*** Opening STORED DATA ***

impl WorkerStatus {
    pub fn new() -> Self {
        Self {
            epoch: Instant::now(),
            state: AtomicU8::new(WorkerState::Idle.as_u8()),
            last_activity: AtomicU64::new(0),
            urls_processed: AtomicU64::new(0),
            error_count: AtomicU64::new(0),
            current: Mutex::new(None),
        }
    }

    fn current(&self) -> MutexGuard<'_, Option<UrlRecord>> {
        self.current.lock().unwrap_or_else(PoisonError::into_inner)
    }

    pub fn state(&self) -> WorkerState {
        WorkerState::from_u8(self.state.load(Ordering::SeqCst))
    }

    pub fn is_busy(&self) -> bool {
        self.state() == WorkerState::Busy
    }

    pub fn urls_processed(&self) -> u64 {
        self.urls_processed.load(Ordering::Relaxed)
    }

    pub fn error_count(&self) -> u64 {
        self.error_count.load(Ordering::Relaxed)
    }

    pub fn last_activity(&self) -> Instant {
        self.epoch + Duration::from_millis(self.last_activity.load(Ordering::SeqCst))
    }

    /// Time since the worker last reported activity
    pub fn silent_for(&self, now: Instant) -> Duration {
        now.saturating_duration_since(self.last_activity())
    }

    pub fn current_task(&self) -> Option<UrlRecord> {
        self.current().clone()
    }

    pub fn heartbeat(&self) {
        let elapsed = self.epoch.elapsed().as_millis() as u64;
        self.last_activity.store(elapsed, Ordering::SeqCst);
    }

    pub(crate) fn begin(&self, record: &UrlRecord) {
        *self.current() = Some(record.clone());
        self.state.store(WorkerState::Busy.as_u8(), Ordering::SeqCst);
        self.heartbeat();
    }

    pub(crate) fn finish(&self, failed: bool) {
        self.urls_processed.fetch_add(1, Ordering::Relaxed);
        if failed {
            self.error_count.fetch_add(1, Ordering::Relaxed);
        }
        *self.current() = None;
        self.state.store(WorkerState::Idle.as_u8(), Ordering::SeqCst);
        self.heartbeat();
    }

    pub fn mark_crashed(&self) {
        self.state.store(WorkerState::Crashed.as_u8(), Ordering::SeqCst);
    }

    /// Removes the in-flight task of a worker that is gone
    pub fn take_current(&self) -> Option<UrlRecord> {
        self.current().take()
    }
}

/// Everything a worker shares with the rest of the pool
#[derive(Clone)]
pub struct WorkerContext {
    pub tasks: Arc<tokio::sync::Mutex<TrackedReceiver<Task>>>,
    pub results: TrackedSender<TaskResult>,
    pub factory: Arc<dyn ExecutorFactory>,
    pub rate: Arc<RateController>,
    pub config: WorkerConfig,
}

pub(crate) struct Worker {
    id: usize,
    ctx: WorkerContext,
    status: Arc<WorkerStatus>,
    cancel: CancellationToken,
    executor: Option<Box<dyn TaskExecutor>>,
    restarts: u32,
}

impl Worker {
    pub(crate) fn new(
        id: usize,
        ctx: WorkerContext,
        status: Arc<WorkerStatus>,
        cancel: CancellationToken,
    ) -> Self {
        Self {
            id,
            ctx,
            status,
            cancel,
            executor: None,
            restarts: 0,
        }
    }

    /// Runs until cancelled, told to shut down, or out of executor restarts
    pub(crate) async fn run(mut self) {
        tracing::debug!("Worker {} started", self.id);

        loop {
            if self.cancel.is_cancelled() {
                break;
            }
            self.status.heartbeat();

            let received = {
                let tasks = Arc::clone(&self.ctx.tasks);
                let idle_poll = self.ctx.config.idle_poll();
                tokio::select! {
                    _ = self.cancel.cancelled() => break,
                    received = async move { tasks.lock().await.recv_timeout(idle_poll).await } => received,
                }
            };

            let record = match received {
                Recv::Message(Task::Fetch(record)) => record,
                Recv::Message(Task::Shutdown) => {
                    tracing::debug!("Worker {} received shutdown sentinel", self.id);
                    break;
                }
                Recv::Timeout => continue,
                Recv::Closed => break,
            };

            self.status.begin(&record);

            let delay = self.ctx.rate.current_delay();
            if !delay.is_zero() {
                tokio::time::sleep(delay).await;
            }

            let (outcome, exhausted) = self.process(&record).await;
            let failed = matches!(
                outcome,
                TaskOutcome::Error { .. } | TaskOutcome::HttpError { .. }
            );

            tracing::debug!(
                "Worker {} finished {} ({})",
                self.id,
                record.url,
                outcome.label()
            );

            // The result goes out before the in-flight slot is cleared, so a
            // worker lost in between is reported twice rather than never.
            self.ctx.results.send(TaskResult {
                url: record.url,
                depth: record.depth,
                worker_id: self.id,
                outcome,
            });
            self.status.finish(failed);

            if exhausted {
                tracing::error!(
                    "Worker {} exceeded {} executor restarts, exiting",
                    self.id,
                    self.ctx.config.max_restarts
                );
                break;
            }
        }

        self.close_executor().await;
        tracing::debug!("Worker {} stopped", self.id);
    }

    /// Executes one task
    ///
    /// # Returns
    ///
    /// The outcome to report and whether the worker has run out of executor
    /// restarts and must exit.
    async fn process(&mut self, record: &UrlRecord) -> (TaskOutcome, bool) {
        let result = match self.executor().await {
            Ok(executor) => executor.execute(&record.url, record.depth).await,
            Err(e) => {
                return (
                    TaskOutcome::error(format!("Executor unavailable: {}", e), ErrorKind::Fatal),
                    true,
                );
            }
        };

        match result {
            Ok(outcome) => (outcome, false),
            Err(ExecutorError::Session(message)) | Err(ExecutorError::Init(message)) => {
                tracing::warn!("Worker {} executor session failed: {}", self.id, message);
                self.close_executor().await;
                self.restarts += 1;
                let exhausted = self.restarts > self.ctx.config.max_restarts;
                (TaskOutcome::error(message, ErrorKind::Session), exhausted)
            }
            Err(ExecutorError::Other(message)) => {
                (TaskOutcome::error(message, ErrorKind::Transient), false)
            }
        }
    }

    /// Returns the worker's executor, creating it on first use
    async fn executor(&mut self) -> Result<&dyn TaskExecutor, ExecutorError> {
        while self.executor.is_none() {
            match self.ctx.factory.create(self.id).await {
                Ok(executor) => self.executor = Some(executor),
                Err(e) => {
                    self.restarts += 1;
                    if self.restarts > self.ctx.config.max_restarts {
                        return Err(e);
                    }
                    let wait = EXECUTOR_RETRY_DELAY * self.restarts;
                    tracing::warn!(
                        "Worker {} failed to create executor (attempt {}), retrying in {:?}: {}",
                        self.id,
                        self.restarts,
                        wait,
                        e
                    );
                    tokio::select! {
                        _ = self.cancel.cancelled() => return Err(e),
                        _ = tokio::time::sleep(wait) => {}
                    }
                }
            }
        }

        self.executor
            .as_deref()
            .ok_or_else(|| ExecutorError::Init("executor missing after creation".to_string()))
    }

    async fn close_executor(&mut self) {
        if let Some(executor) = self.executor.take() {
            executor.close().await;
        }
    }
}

*** Closing STORED DATA ***

The records above need to be written out again. Keep them exact.

impl WorkerStatus {
    pub fn new() -> Self {
        Self {
            epoch: Instant::now(),
            state: AtomicU8::new(WorkerState::Idle.as_u8()),
            last_activity: AtomicU64::new(0),
            urls_processed: AtomicU64::new(0),
            error_count: AtomicU64::new(0),
            current: Mutex::new(None),
        }
    }

    fn current(&self) -> MutexGuard<'_, Option<UrlRecord>> {
        self.current.lock().unwrap_or_else(PoisonError::into_inner)
    }

    pub fn state(&self) -> WorkerState {
        WorkerState::from_u8(self.state.load(Ordering::SeqCst))
    }

    pub fn is_busy(&self) -> bool {
        self.state() == WorkerState::Busy
    }

    pub fn urls_processed(&self) -> u64 {
        self.urls_processed.load(Ordering::Relaxed)
    }

    pub fn error_count(&self) -> u64 {
        self.error_count.load(Ordering::Relaxed)
    }

    pub fn last_activity(&self) -> Instant {
        self.epoch + Duration::from_millis(self.last_activity.load(Ordering::SeqCst))
    }

    /// Time since the worker last reported activity
    pub fn silent_for(&self, now: Instant) -> Duration {
        now.saturating_duration_since(self.last_activity())
    }

    pub fn current_task(&self) -> Option<UrlRecord> {
        self.current().clone()
    }

    pub fn heartbeat(&self) {
        let elapsed = self.epoch.elapsed().as_millis() as u64;
        self.last_activity.store(elapsed, Ordering::SeqCst);
    }

    pub(crate) fn begin(&self, record: &UrlRecord) {
        *self.current() = Some(record.clone());
        self.state.store(WorkerState::Busy.as_u8(), Ordering::SeqCst);
        self.heartbeat();
    }

    pub(crate) fn finish(&self, failed: bool) {
        self.urls_processed.fetch_add(1, Ordering::Relaxed);
        if failed {
            self.error_count.fetch_add(1, Ordering::Relaxed);
        }
        *self.current() = None;
        self.state.store(WorkerState::Idle.as_u8(), Ordering::SeqCst);
        self.heartbeat();
    }

    pub fn mark_crashed(&self) {
        self.state.store(WorkerState::Crashed.as_u8(), Ordering::SeqCst);
    }

    /// Removes the in-flight task of a worker that is gone
    pub fn take_current(&self) -> Option<UrlRecord> {
        self.current().take()
    }
}

/// Everything a worker shares with the rest of the pool
#[derive(Clone)]
pub struct WorkerContext {
    pub tasks: Arc<tokio::sync::Mutex<TrackedReceiver<Task>>>,
    pub results: TrackedSender<TaskResult>,
    pub factory: Arc<dyn ExecutorFactory>,
    pub rate: Arc<RateController>,
    pub config: WorkerConfig,
}

pub(crate) struct Worker {
    id: usize,
    ctx: WorkerContext,
    status: Arc<WorkerStatus>,
    cancel: CancellationToken,
    executor: Option<Box<dyn TaskExecutor>>,
    restarts: u32,
}

impl Worker {
    pub(crate) fn new(
        id: usize,
        ctx: WorkerContext,
        status: Arc<WorkerStatus>,
        cancel: CancellationToken,
    ) -> Self {
        Self {
            id,
            ctx,
            status,
            cancel,
            executor: None,
            restarts: 0,
        }
    }

    /// Runs until cancelled, told to shut down, or out of executor restarts
    pub(crate) async fn run(mut self) {
        tracing::debug!("Worker {} started", self.id);

        loop {
            if self.cancel.is_cancelled() {
                break;
            }
            self.status.heartbeat();

            let received = {
                let tasks = Arc::clone(&self.ctx.tasks);
                let idle_poll = self.ctx.config.idle_poll();
                tokio::select! {
                    _ = self.cancel.cancelled() => break,
                    received = async move { tasks.lock().await.recv_timeout(idle_poll).await } => received,
                }
            };

            let record = match received {
                Recv::Message(Task::Fetch(record)) => record,
                Recv::Message(Task::Shutdown) => {
                    tracing::debug!("Worker {} received shutdown sentinel", self.id);
                    break;
                }
                Recv::Timeout => continue,
                Recv::Closed => break,
            };

            self.status.begin(&record);

            let delay = self.ctx.rate.current_delay();
            if !delay.is_zero() {
                tokio::time::sleep(delay).await;
            }

            let (outcome, exhausted) = self.process(&record).await;
            let failed = matches!(
                outcome,
                TaskOutcome::Error { .. } | TaskOutcome::HttpError { .. }
            );

            tracing::debug!(
                "Worker {} finished {} ({})",
                self.id,
                record.url,
                outcome.label()
            );

            // The result goes out before the in-flight slot is cleared, so a
            // worker lost in between is reported twice rather than never.
            self.ctx.results.send(TaskResult {
                url: record.url,
                depth: record.depth,
                worker_id: self.id,
                outcome,
            });
            self.status.finish(failed);

            if exhausted {
                tracing::error!(
                    "Worker {} exceeded {} executor restarts, exiting",
                    self.id,
                    self.ctx.config.max_restarts
                );
                break;
            }
        }

        self.close_executor().await;
        tracing::debug!("Worker {} stopped", self.id);
    }

    /// Executes one task
    ///
    /// # Returns
    ///
    /// The outcome to report and whether the worker has run out of executor
    /// restarts and must exit.
    async fn process(&mut self, record: &UrlRecord) -> (TaskOutcome, bool) {
        let result = match self.executor().await {
            Ok(executor) => executor.execute(&record.url, record.depth).await,
            Err(e) => {
                return (
                    TaskOutcome::error(format!("Executor unavailable: {}", e), ErrorKind::Fatal),
                    true,
                );
            }
        };

        match result {
            Ok(outcome) => (outcome, false),
            Err(ExecutorError::Session(message)) | Err(ExecutorError::Init(message)) => {
                tracing::warn!("Worker {} executor session failed: {}", self.id, message);
                self.close_executor().await;
                self.restarts += 1;
                let exhausted = self.restarts > self.ctx.config.max_restarts;
                (TaskOutcome::error(message, ErrorKind::Session), exhausted)
            }
            Err(ExecutorError::Other(message)) => {
                (TaskOutcome::error(message, ErrorKind::Transient), false)
            }
        }
    }

    /// Returns the worker's executor, creating it on first use
    async fn executor(&mut self) -> Result<&dyn TaskExecutor, ExecutorError> {
        while self.executor.is_none() {
            match self.ctx.factory.create(self.id).await {
                Ok(executor) => self.executor = Some(executor),
                Err(e) => {
                    self.restarts += 1;
                    if self.restarts > self.ctx.config.max_restarts {
                        return Err(e);
                    }
                    let wait = EXECUTOR_RETRY_DELAY * self.restarts;
                    tracing::warn!(
                        "Worker {} failed to create executor (attempt {}), retrying in {:?}: {}",
                        self.id,
                        self.restarts,
                        wait,
                        e
                    );
                    tokio::select! {
                        _ = self.cancel.cancelled() => return Err(e),
                        _ = tokio::time::sleep(wait) => {}
                    }
                }
            }
        }

        self.executor
            .as_deref()
            .ok_or_else(|| ExecutorError::Init("executor missing after creation".to_string()))
    }

    async fn close_executor(&mut self) {
        if let Some(executor) = self.executor.take() {
            executor.close().await;
        }
    }
}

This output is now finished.